[Saved entries]
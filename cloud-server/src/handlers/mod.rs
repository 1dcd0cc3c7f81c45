//! HTTP handlers

pub mod analyze;
pub mod health;
pub mod model;
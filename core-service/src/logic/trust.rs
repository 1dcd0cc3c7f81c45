//! Trusted-Domain Filter
//!
//! Short-circuits known-safe hosts before any model call.
//! Matching is label-based: a host matches an entry when it equals the entry
//! or ends with `.` + entry. A plain substring never matches
//! (`evil-linkedin.com` is not `linkedin.com`).

use serde::Serialize;

use crate::constants::DEFAULT_TRUSTED_DOMAINS;

/// Immutable set of trusted apex domains
#[derive(Debug, Clone, Serialize)]
pub struct TrustedDomains {
    domains: Vec<String>,
}

impl TrustedDomains {
    /// Build from apex domains; entries are normalized, malformed ones dropped
    pub fn new<I, S>(domains: I) -> Self
    where
        I: IntoIterator<Item = S>,
        S: AsRef<str>,
    {
        let mut normalized: Vec<String> = Vec::new();
        for domain in domains {
            match normalize_hostname(domain.as_ref()) {
                Some(d) if !normalized.contains(&d) => normalized.push(d),
                Some(_) => {}
                None => log::warn!("Ignoring malformed trusted domain: {:?}", domain.as_ref()),
            }
        }
        Self { domains: normalized }
    }

    pub fn domains(&self) -> &[String] {
        &self.domains
    }

    pub fn len(&self) -> usize {
        self.domains.len()
    }

    pub fn is_empty(&self) -> bool {
        self.domains.is_empty()
    }

    /// Returns the normalized hostname when it is trusted
    pub fn matched_host(&self, hostname: &str) -> Option<String> {
        let host = normalize_hostname(hostname)?;
        let trusted = self.domains.iter().any(|domain| {
            host == *domain
                || (host.len() > domain.len()
                    && host.ends_with(domain.as_str())
                    && host.as_bytes()[host.len() - domain.len() - 1] == b'.')
        });
        trusted.then_some(host)
    }

    /// True if hostname equals or is a subdomain of a trusted entry
    pub fn is_trusted(&self, hostname: &str) -> bool {
        self.matched_host(hostname).is_some()
    }
}

impl Default for TrustedDomains {
    fn default() -> Self {
        Self::new(DEFAULT_TRUSTED_DOMAINS.iter().copied())
    }
}

// ============================================================================
// HOSTNAME HELPERS
// ============================================================================

/// Normalize a hostname for comparison
///
/// Lower-cases, drops one trailing dot and one leading `www.` label.
/// Returns `None` for anything that is not a plain DNS name.
pub fn normalize_hostname(hostname: &str) -> Option<String> {
    let mut host = hostname.trim().to_ascii_lowercase();

    if host.ends_with('.') {
        host.pop();
    }
    if let Some(stripped) = host.strip_prefix("www.") {
        host = stripped.to_string();
    }

    if host.is_empty() {
        return None;
    }
    let valid_chars = host
        .bytes()
        .all(|b| b.is_ascii_lowercase() || b.is_ascii_digit() || b == b'.' || b == b'-');
    if !valid_chars || host.split('.').any(str::is_empty) {
        return None;
    }

    Some(host)
}

/// Extract the host component of a URL
///
/// Handles scheme, userinfo, port, path, query and fragment.
/// Bracketed IPv6 literals are returned without brackets.
pub fn host_from_url(url: &str) -> Option<String> {
    let rest = url.trim();
    let rest = match rest.find("://") {
        Some(pos) => &rest[pos + 3..],
        None => rest.strip_prefix("//").unwrap_or(rest),
    };

    let authority = rest
        .split(|c: char| c == '/' || c == '?' || c == '#')
        .next()
        .unwrap_or_default();
    let host_port = authority.rsplit('@').next().unwrap_or_default();

    let host = if let Some(v6) = host_port.strip_prefix('[') {
        v6.split(']').next().unwrap_or_default()
    } else {
        host_port.split(':').next().unwrap_or_default()
    };

    (!host.is_empty()).then(|| host.to_string())
}
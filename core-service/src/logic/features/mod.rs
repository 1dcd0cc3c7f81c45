//! Features Module - Model input schema
//!
//! - `layout` - column order, kinds, versioned layout hash
//! - `record` - closed record types (model-visible + descriptive)
//! - `vector` - model input rows
//! - `validate` - JSON body → records with field-level errors
//! - `extract` - raw page snapshot → record

pub mod layout;
pub mod record;
pub mod vector;
pub mod validate;
pub mod extract;


// Re-export common types
pub use layout::{
    feature_index, feature_name, FeatureKind, FeatureSpec, LayoutInfo, FEATURE_COUNT, FEATURE_LAYOUT,
};
pub use record::{FeatureRecord, PageMetadata, UrlFeatures};
pub use vector::FeatureVector;
pub use validate::{parse_batch, parse_record, FieldError, Loc};
pub use extract::{extract_features, ExtractError, PageSnapshot};
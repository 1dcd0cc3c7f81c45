//! Attribution Ranker
//!
//! Orders contributions by magnitude and attaches a static description.

use super::types::{AttributionMap, Explanation, RankedAttribution};
use crate::constants::{FALLBACK_EXPLANATION, TOP_K};

/// Static description of a model feature
pub fn describe(feature: &str) -> &'static str {
    match feature {
        "URLLength" => "Length of the URL",
        "DomainLength" => "Length of the domain part of the URL",
        "IsDomainIP" => "Whether the domain is an IP address",
        "NoOfSubDomain" => "Number of subdomains",
        "HasObfuscation" => "Presence of obfuscation techniques",
        "NoOfLettersInURL" => "Count of letters in the URL",
        "LetterRatioInURL" => "Ratio of letters in the URL",
        "NoOfDegitsInURL" => "Count of digits in the URL",
        "DegitRatioInURL" => "Ratio of digits in the URL",
        "NoOfEqualsInURL" => "Number of '=' characters",
        "NoOfQMarkInURL" => "Number of '?' characters",
        "NoOfAmpersandInURL" => "Number of '&' characters",
        "IsHTTPS" => "Whether HTTPS protocol is used",
        "NoOfURLRedirect" => "Number of URL redirects",
        "HasFavicon" => "Presence of favicon",
        "NoOfPopup" => "Number of popups",
        "NoOfiFrame" => "Number of iframe tags",
        "HasExternalFormSubmit" => "Form submits data externally",
        "HasSubmitButton" => "Presence of submit buttons",
        "HasPasswordField" => "Presence of password input fields",
        "HasCopyrightInfo" => "Presence of copyright info",
        _ => FALLBACK_EXPLANATION,
    }
}

/// Top `k` contributions by descending absolute value
///
/// Ties keep column order (`sort_by` is stable).
pub fn rank(map: &AttributionMap, k: usize) -> Vec<RankedAttribution> {
    let mut ordered: Vec<(&str, f64)> = map.iter().collect();
    ordered.sort_by(|a, b| {
        b.1.abs()
            .partial_cmp(&a.1.abs())
            .unwrap_or(std::cmp::Ordering::Equal)
    });

    ordered
        .into_iter()
        .take(k)
        .map(|(feature, value)| RankedAttribution {
            feature: feature.to_string(),
            value,
            explanation: describe(feature).to_string(),
        })
        .collect()
}

/// Ranked top-K view plus the full map
pub fn explain(map: AttributionMap) -> Explanation {
    Explanation {
        top: rank(&map, TOP_K),
        full: map,
    }
}
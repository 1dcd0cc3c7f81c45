//! URLGuard API Server
//!
//! HTTP surface for phishing analysis.
//!
//! # Architecture
//!
//! ```text
//! ┌─────────────────────────────────────────────────────────────┐
//! │                    URLGUARD SERVER                          │
//! ├─────────────────────────────────────────────────────────────┤
//! │  ┌───────────┐  ┌─────────────────┐  ┌──────────────────┐  │
//! │  │  Router   │→ │  Body parsing   │→ │  Analyzer        │  │
//! │  │  (Axum)   │  │  (field errors) │  │  (blocking pool) │  │
//! │  └───────────┘  └─────────────────┘  └────────┬─────────┘  │
//! │                                               ▼            │
//! │                              ┌──────────────────────────┐  │
//! │                              │ ModelHandle (read-only)  │  │
//! │                              └──────────────────────────┘  │
//! └─────────────────────────────────────────────────────────────┘
//! ```
#![recursion_limit = "256"]

mod config;
mod error;
mod extract;
mod handlers;
mod models;

use std::net::SocketAddr;
use std::sync::Arc;

use anyhow::Context;
use axum::{
    body::Body,
    http::Request,
    routing::{get, post},
    Router,
};
use tower_http::{
    compression::CompressionLayer,
    cors::{Any, CorsLayer},
    trace::TraceLayer,
};
use tracing_subscriber::{layer::SubscriberExt, util::SubscriberInitExt, Layer};
use urlguard_core::{Analyzer, ModelHandle, TrustedDomains};

pub use error::{AppError, AppResult};

#[tokio::main]
async fn main() -> anyhow::Result<()> {
    // Load configuration
    dotenvy::dotenv().ok();
    let config = config::Config::from_env();

    // Initialize logging (JSON lines in production)
    let fmt_layer = if config.is_production() {
        tracing_subscriber::fmt::layer().json().boxed()
    } else {
        tracing_subscriber::fmt::layer().boxed()
    };
    tracing_subscriber::registry()
        .with(tracing_subscriber::EnvFilter::try_from_default_env()
            .unwrap_or_else(|_| "urlguard_server=debug,urlguard_core=info,tower_http=debug".into()))
        .with(fmt_layer)
        .init();

    tracing::info!("URLGuard server starting ({})", config.environment);

    let models = ModelHandle::load(&config.model_path)
        .with_context(|| format!("failed to load model from {}", config.model_path))?;
    let trusted = TrustedDomains::new(&config.trusted_domains);
    tracing::info!("Trusted domains: {}", trusted.domains().join(", "));

    // Build application state
    let state = AppState {
        analyzer: Arc::new(Analyzer::new(models, trusted)),
        config: config.clone(),
    };

    // Build router
    let app = create_router(state);

    // Start server
    let addr = SocketAddr::from(([0, 0, 0, 0], config.port));
    tracing::info!("Server listening on http://{}", addr);

    let listener = tokio::net::TcpListener::bind(addr)
        .await
        .with_context(|| format!("failed to bind {}", addr))?;
    axum::serve(listener, app).await.context("server error")?;

    Ok(())
}

/// Shared application state
#[derive(Clone)]
pub struct AppState {
    pub analyzer: Arc<Analyzer>,
    pub config: config::Config,
}

/// Create the main router with all routes
fn create_router(state: AppState) -> Router {
    let cors = if state.config.is_production() {
        CorsLayer::new()
    } else {
        CorsLayer::new()
            .allow_origin(Any)
            .allow_methods(Any)
            .allow_headers(Any)
    };

    Router::new()
        .route("/health", get(handlers::health::check))
        .route("/model", get(handlers::model::info))
        .route("/analyze", post(handlers::analyze::analyze))
        .route("/analyze_batch", post(handlers::analyze::analyze_batch))
        .route("/analyze_page", post(handlers::analyze::analyze_page))
        .layer(CompressionLayer::new())
        .layer(TraceLayer::new_for_http().make_span_with(|request: &Request<Body>| {
            tracing::info_span!(
                "request",
                method = %request.method(),
                uri = %request.uri(),
                request_id = %uuid::Uuid::new_v4(),
            )
        }))
        .layer(cors)
        .with_state(state)
}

Instructions to follow -
Take every line from the records that holds "characters" and copy it down.

Reply to the exercise -
        "NoOfEqualsInURL" => "Number of '=' characters",
        "NoOfQMarkInURL" => "Number of '?' characters",
        "NoOfAmpersandInURL" => "Number of '&' characters",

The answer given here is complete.